═════ Data provided ═════

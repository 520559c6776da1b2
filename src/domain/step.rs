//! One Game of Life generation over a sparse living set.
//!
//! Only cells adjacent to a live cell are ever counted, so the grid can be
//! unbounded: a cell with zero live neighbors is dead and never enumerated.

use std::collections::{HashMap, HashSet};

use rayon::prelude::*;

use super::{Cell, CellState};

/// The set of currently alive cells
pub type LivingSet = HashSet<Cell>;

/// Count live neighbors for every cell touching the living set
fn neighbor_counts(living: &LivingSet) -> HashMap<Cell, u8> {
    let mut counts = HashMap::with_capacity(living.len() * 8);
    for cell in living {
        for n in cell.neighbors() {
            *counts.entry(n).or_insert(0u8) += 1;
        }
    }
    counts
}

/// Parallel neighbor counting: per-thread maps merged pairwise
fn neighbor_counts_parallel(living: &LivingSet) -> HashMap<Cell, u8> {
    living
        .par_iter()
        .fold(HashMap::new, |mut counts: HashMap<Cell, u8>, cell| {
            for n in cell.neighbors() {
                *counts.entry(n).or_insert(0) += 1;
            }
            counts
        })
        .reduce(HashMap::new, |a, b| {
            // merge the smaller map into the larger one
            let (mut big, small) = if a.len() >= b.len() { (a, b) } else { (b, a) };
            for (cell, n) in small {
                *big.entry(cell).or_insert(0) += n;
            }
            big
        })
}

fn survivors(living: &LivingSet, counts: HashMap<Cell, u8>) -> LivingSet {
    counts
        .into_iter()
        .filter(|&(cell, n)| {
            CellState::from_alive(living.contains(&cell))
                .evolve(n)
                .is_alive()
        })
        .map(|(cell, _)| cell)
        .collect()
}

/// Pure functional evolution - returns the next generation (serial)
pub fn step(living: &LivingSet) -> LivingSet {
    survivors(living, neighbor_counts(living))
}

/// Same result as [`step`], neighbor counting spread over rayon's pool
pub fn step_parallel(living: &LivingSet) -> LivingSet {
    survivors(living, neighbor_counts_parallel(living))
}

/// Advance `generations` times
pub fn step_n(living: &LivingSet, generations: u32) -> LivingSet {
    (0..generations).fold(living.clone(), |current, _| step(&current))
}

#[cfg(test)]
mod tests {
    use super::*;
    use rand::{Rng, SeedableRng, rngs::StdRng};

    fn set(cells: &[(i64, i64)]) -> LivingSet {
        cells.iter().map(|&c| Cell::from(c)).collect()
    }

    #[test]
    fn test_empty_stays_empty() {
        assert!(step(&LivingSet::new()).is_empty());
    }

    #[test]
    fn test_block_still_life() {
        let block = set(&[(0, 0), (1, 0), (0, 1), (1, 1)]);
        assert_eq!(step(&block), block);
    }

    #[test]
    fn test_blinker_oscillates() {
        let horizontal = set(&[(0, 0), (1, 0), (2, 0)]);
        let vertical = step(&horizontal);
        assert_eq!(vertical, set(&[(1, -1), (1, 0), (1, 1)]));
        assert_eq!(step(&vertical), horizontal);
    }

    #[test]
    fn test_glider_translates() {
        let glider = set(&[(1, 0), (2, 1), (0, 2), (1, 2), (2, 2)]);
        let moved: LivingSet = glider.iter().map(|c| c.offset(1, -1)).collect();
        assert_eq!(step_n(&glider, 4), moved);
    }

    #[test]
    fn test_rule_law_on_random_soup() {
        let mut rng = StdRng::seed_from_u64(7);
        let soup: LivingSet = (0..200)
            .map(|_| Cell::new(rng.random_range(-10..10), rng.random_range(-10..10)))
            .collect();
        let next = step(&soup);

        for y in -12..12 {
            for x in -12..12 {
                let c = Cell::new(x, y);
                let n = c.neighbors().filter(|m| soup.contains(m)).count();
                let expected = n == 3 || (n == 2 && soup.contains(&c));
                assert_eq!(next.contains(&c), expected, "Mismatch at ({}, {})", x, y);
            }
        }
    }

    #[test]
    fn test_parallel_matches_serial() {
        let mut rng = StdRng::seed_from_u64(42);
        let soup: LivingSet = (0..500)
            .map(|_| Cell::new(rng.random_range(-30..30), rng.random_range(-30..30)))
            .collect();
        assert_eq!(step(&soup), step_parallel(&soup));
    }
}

═════

Every line that holds the word "expected" should be copied from the listing.

* Reply:
                let expected = n == 3 || (n == 2 && soup.contains(&c));
                assert_eq!(next.contains(&c), expected, "Mismatch at ({}, {})", x, y);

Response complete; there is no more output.